O “letramento crítico” pode ser inferido em dois objetivos finais do 9º ano: “compreender e refletir sobre o uso da língua em diferentes situações de interlocução” (idem), já que a adequação linguística pode ser relacionada ao letramento crítico e “confrontar opiniões, expressar ideias, despertando a criticidade por meio de argumentos” (idem).

Ao analisarmos todos os quadros de objetivos e conteúdos dos anos finais do EF, notamos que, no eixo da leitura e da escrita, a prioridade é dada aos gêneros que circulam nas esferas mais tradicionais, como a literatura canônica, a jornalística e a científica, como por exemplo, fábulas, carta, relato pessoal (6º ano); poesia, reportagens e entrevistas (7º ano); crônicas, charges e memórias (8º ano) e contos, debates, textos humorísticos, resenha, carta de reclamação, artigo de opinião, convite, memorando, requerimento, carta comercial, formulário, currículo, poesia visual e cordel (9º ano).

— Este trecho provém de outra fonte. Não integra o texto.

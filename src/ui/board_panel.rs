//! Shift-assignment board: per-department shift lists and the waiting
//! pool, with move operations that keep membership exclusive.

use eframe::egui::{self, RichText, ScrollArea, Ui};
use egui_phosphor::regular::{ARROWS_CLOCKWISE, FLOPPY_DISK, USERS};

use super::app::App;
use super::components::{back_button, panel_header, styled_button_with_icon};
use crate::models::staff::Staff;

/// A move requested from the board, applied after rendering.
enum BoardAction {
    Assign { staff_id: String, shift_index: usize },
    ToWaiting { staff_id: String },
}

/// Show the assignment board panel.
///
/// Returns `true` if the back button was clicked.
pub fn show(app: &mut App, ui: &mut Ui) -> bool {
    let mut go_back = false;

    if back_button(ui) {
        go_back = true;
    }

    panel_header(ui, "Assignment Board");

    // Department picker and refresh
    let departments: Vec<String> = app.roster.groups.keys().cloned().collect();
    if app.board_department.is_none() {
        app.board_department = departments.first().cloned();
    }

    ui.horizontal(|ui| {
        ui.label("Department:");
        egui::ComboBox::from_id_salt("board_dept")
            .width(200.0)
            .selected_text(app.board_department.as_deref().unwrap_or("-"))
            .show_ui(ui, |ui| {
                for department in &departments {
                    if ui
                        .selectable_label(app.board_department.as_deref() == Some(department), department)
                        .clicked()
                    {
                        app.board_department = Some(department.clone());
                    }
                }
            });

        ui.add_space(20.0);

        if styled_button_with_icon(ui, ARROWS_CLOCKWISE, "Refresh").clicked() {
            app.load_roster();
        }

        if app.is_snapshot_view() {
            ui.add_space(10.0);
            let save_label = if app.snapshot_dirty { "Save Snapshot *" } else { "Save Snapshot" };
            if styled_button_with_icon(ui, FLOPPY_DISK, save_label).clicked() {
                app.save_snapshot();
            }
        }
    });

    ui.add_space(15.0);
    ui.separator();
    ui.add_space(10.0);

    let Some(department) = app.board_department.clone() else {
        ui.label("No departments loaded yet.");
        return go_back;
    };
    let Some(group) = app.roster.groups.get(&department) else {
        ui.label(format!("Department '{department}' has no shift record for this month."));
        return go_back;
    };

    // Render the shift columns and waiting pool, collecting moves
    let mut action: Option<BoardAction> = None;
    let shift_labels: Vec<String> = group.shifts.iter().map(|s| s.key().display()).collect();

    ScrollArea::vertical().id_salt("board_scroll").show(ui, |ui| {
        for (shift_index, shift) in group.shifts.iter().enumerate() {
            ui.group(|ui| {
                ui.label(RichText::new(shift.key().display()).strong());
                ui.add_space(5.0);

                if shift.users.is_empty() {
                    ui.label(RichText::new("No staff assigned").weak());
                }

                for assignment in &shift.users {
                    // Dangling references render nothing; projection
                    // already logged them
                    let Some(staff) = Staff::find(&app.directory, &assignment.staff_id) else {
                        continue;
                    };

                    ui.horizontal(|ui| {
                        ui.label(&staff.username);
                        if let Some(note) = &assignment.note {
                            ui.label(RichText::new(note).small().weak());
                        }

                        ui.menu_button("Move", |ui| {
                            for (other_index, label) in shift_labels.iter().enumerate() {
                                if other_index != shift_index && ui.button(format!("To {label}")).clicked() {
                                    action = Some(BoardAction::Assign {
                                        staff_id: staff.id.clone(),
                                        shift_index: other_index,
                                    });
                                    ui.close();
                                }
                            }
                            if ui.button("To waiting pool").clicked() {
                                action = Some(BoardAction::ToWaiting {
                                    staff_id: staff.id.clone(),
                                });
                                ui.close();
                            }
                        });
                    });
                }
            });
            ui.add_space(10.0);
        }

        // Waiting pool
        ui.group(|ui| {
            ui.label(RichText::new(format!("{USERS} Waiting pool")).strong());
            ui.add_space(5.0);

            if group.waiting.is_empty() {
                ui.label(RichText::new("Everyone is assigned").weak());
            }

            for staff_id in &group.waiting {
                let Some(staff) = Staff::find(&app.directory, staff_id) else {
                    continue;
                };

                ui.horizontal(|ui| {
                    ui.label(&staff.username);
                    ui.menu_button("Assign", |ui| {
                        for (shift_index, label) in shift_labels.iter().enumerate() {
                            if ui.button(format!("To {label}")).clicked() {
                                action = Some(BoardAction::Assign {
                                    staff_id: staff.id.clone(),
                                    shift_index,
                                });
                                ui.close();
                            }
                        }
                    });
                });
            }
        });
    });

    match action {
        Some(BoardAction::Assign { staff_id, shift_index }) => {
            app.assign_staff(&department, &staff_id, shift_index);
        }
        Some(BoardAction::ToWaiting { staff_id }) => {
            app.move_staff_to_waiting(&department, &staff_id);
        }
        None => {}
    }

    go_back
}
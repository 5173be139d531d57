use async_trait::async_trait;

use crate::error::MaintenanceResult;
use crate::models::{EmbeddedDocument, UpsertOutcome};

/// Keyed document store for embedded maintenance records
///
/// `upsert` replaces the whole document stored under `key` or inserts it;
/// repeating it with the same document leaves the store unchanged.
#[cfg_attr(test, mockall::automock)]
#[async_trait]
pub trait DocumentSink: Send + Sync {
    /// Insert or replace the document stored under `key`
    async fn upsert(&self, key: &str, document: &EmbeddedDocument) -> MaintenanceResult<UpsertOutcome>;

    /// Get the document stored under `key`
    async fn get(&self, key: &str) -> MaintenanceResult<Option<EmbeddedDocument>>;

    /// Count stored documents
    async fn count(&self) -> MaintenanceResult<u64>;
}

Nos 8º e 9º anos podemos perceber uma ênfase maior na criticidade dos gêneros e dos letramentos, mas, mesmo assim, ainda não há diversidade, já que não a presença de, por exemplo, letras de rap ou funk ou outro ritmo que faça parte da coleção dos alunos; há a afirmação, no 7º ano, de “letras de músicas de estilos variados com ênfase em cidadania” (BRASÍLIA, 2013c, p. 22), mas não há especificidade. Também não há menção aos gêneros da esfera digital, salvo mensagem eletrônica, com exceção do 6º ano; posts, fanfics, podcasts, vídeos não são mencionados.

Em relação ao eixo da análise linguística, apesar de mencionar este termo específico, há conteúdos como frase, oração e período; tipos de sujeito e tipos de predicados; em relação ao 8º ano, há adjunto adnominal e complemento nominal; período simples e composto e orações coordenadas; o 9º ano prossegue com orações substantivas, adjetivas e adverbiais. Ou seja, a nomenclatura e o modo como tais conteúdos estão colocados nos remete à gramática normativa tradicional.